Your instructions ▸
Which lines in the records below include the word "RunOptions"? Report each of them in full.

Records for processing ▸

▼

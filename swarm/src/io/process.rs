//! Helpers for running child processes with timeouts and bounded output.

use std::fs::{File, OpenOptions};
use std::io::{BufRead, BufReader, BufWriter, Read, Write};
use std::path::Path;
use std::process::{Command, ExitStatus, Stdio};
use std::thread;
use std::time::Duration;

use anyhow::{Context, Result, anyhow};
use tracing::{debug, error, instrument, warn};
use wait_timeout::ChildExt;

/// Captured child process output.
#[derive(Debug)]
pub struct CommandOutput {
    pub status: ExitStatus,
    pub stdout: Vec<u8>,
    pub stderr: Vec<u8>,
    pub stdout_truncated: usize,
    pub stderr_truncated: usize,
    pub timed_out: bool,
}

impl CommandOutput {
    pub fn stdout_lossy(&self) -> String {
        String::from_utf8_lossy(&self.stdout).to_string()
    }

    pub fn stderr_lossy(&self) -> String {
        String::from_utf8_lossy(&self.stderr).to_string()
    }

    pub fn success(&self) -> bool {
        !self.timed_out && self.status.success()
    }

    /// Render stdout and stderr as a single log body.
    pub fn render_log(&self, label: &str) -> String {
        let mut buf = String::new();
        buf.push_str("=== stdout ===\n");
        buf.push_str(&String::from_utf8_lossy(&self.stdout));
        if self.stdout_truncated > 0 {
            buf.push_str(&format!(
                "\n[{label} stdout truncated {} bytes]\n",
                self.stdout_truncated
            ));
        }
        buf.push_str("\n=== stderr ===\n");
        buf.push_str(&String::from_utf8_lossy(&self.stderr));
        if self.stderr_truncated > 0 {
            buf.push_str(&format!(
                "\n[{label} stderr truncated {} bytes]\n",
                self.stderr_truncated
            ));
        }
        if self.timed_out {
            buf.push_str(&format!("\n[{label} timed out]\n"));
        }
        buf
    }
}

/// Options for [`run_command`].
#[derive(Debug, Clone, Copy)]
pub struct RunOptions<'a> {
    /// Bytes to write to the child's stdin; stdin is null when `None`.
    pub stdin: Option<&'a [u8]>,
    pub timeout: Duration,
    /// Bound on stdout/stderr kept in memory (the pipes are still drained).
    pub output_limit_bytes: usize,
    /// Append each stdout line to this file as it arrives.
    pub tee_path: Option<&'a Path>,
    /// Also copy each stdout line to our own stderr.
    pub echo: bool,
}

impl<'a> RunOptions<'a> {
    pub fn new(timeout: Duration, output_limit_bytes: usize) -> Self {
        Self {
            stdin: None,
            timeout,
            output_limit_bytes,
            tee_path: None,
            echo: false,
        }
    }

    pub fn stdin(mut self, input: &'a [u8]) -> Self {
        self.stdin = Some(input);
        self
    }

    pub fn tee(mut self, path: &'a Path) -> Self {
        self.tee_path = Some(path);
        self
    }

    pub fn echo(mut self, enabled: bool) -> Self {
        self.echo = enabled;
        self
    }
}

/// Run a command with a timeout and capture stdout/stderr without risking pipe deadlocks.
///
/// Output is read concurrently while the child runs. A child that outlives
/// `timeout` is killed and reported with `timed_out = true`.
#[instrument(skip_all, fields(timeout_secs = options.timeout.as_secs(), streaming = options.tee_path.is_some()))]
pub fn run_command(mut cmd: Command, options: RunOptions<'_>) -> Result<CommandOutput> {
    if options.stdin.is_some() {
        cmd.stdin(Stdio::piped());
    } else {
        cmd.stdin(Stdio::null());
    }
    cmd.stdout(Stdio::piped()).stderr(Stdio::piped());

    let tee = match options.tee_path {
        Some(path) => Some(open_tee(path)?),
        None => None,
    };

    debug!(program = ?cmd.get_program(), "spawning child process");
    let mut child = match cmd.spawn() {
        Ok(c) => c,
        Err(e) => {
            error!(err = %e, program = ?cmd.get_program(), "failed to spawn command");
            return Err(e).with_context(|| format!("spawn {:?}", cmd.get_program()));
        }
    };

    if let Some(input) = options.stdin {
        let mut child_stdin = child
            .stdin
            .take()
            .ok_or_else(|| anyhow!("stdin was not piped"))?;
        child_stdin.write_all(input).context("write stdin")?;
        // Dropping closes the pipe so the child sees EOF.
    }

    let stdout = child
        .stdout
        .take()
        .ok_or_else(|| anyhow!("stdout was not piped"))?;
    let stderr = child
        .stderr
        .take()
        .ok_or_else(|| anyhow!("stderr was not piped"))?;

    let limit = options.output_limit_bytes;
    let echo = options.echo.then(std::io::stderr);
    let stdout_handle = thread::spawn(move || read_lines_limited(stdout, limit, tee, echo));
    let stderr_handle = thread::spawn(move || read_stream_limited(stderr, limit));

    let mut timed_out = false;
    let status = match child
        .wait_timeout(options.timeout)
        .context("wait for command")?
    {
        Some(status) => status,
        None => {
            warn!(
                timeout_secs = options.timeout.as_secs(),
                "command timed out, killing"
            );
            timed_out = true;
            child.kill().context("kill command")?;
            child.wait().context("wait command after kill")?
        }
    };

    let (stdout, stdout_truncated) = join_output(stdout_handle).context("join stdout")?;
    let (stderr, stderr_truncated) = join_output(stderr_handle).context("join stderr")?;

    if stdout_truncated > 0 || stderr_truncated > 0 {
        warn!(stdout_truncated, stderr_truncated, "output truncated");
    }

    debug!(exit_code = ?status.code(), timed_out, "command finished");
    Ok(CommandOutput {
        status,
        stdout,
        stderr,
        stdout_truncated,
        stderr_truncated,
        timed_out,
    })
}

fn open_tee(path: &Path) -> Result<BufWriter<File>> {
    if let Some(parent) = path.parent() {
        std::fs::create_dir_all(parent)
            .with_context(|| format!("create stream dir {}", parent.display()))?;
    }
    let file = OpenOptions::new()
        .create(true)
        .append(true)
        .open(path)
        .with_context(|| format!("open stream file {}", path.display()))?;
    Ok(BufWriter::new(file))
}

fn join_output(handle: thread::JoinHandle<Result<(Vec<u8>, usize)>>) -> Result<(Vec<u8>, usize)> {
    match handle.join() {
        Ok(result) => result,
        Err(_) => Err(anyhow!("output reader thread panicked")),
    }
}

/// Read line by line, keeping at most `limit` bytes and tee-ing every line.
fn read_lines_limited<R: Read, E: Write>(
    reader: R,
    limit: usize,
    mut tee: Option<BufWriter<File>>,
    mut echo: Option<E>,
) -> Result<(Vec<u8>, usize)> {
    let mut buf_reader = BufReader::new(reader);
    let mut collected = Vec::new();
    let mut truncated = 0usize;

    loop {
        let mut line = Vec::new();
        let n = buf_reader
            .read_until(b'\n', &mut line)
            .context("read line")?;
        if n == 0 {
            break;
        }

        if let Some(writer) = tee.as_mut() {
            // Flush per line so `tail -f` sees progress.
            if let Err(e) = writer.write_all(&line).and_then(|()| writer.flush()) {
                warn!(err = %e, "failed to write to stream file");
            }
        }
        if let Some(out) = echo.as_mut() {
            // A closed stderr is ignored.
            let _ = out.write_all(&line).and_then(|()| out.flush());
        }

        let remaining = limit.saturating_sub(collected.len());
        let keep = n.min(remaining);
        collected.extend_from_slice(&line[..keep]);
        truncated += n - keep;
    }

    Ok((collected, truncated))
}

fn read_stream_limited<R: Read>(mut reader: R, limit: usize) -> Result<(Vec<u8>, usize)> {
    let mut buf = Vec::new();
    let mut truncated = 0usize;
    let mut chunk = [0u8; 8192];

    loop {
        let n = reader.read(&mut chunk).context("read output")?;
        if n == 0 {
            break;
        }
        let remaining = limit.saturating_sub(buf.len());
        let keep = n.min(remaining);
        buf.extend_from_slice(&chunk[..keep]);
        truncated += n - keep;
    }

    Ok((buf, truncated))
}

▲

Response area ▸
pub struct RunOptions<'a> {
impl<'a> RunOptions<'a> {
pub fn run_command(mut cmd: Command, options: RunOptions<'_>) -> Result<CommandOutput> {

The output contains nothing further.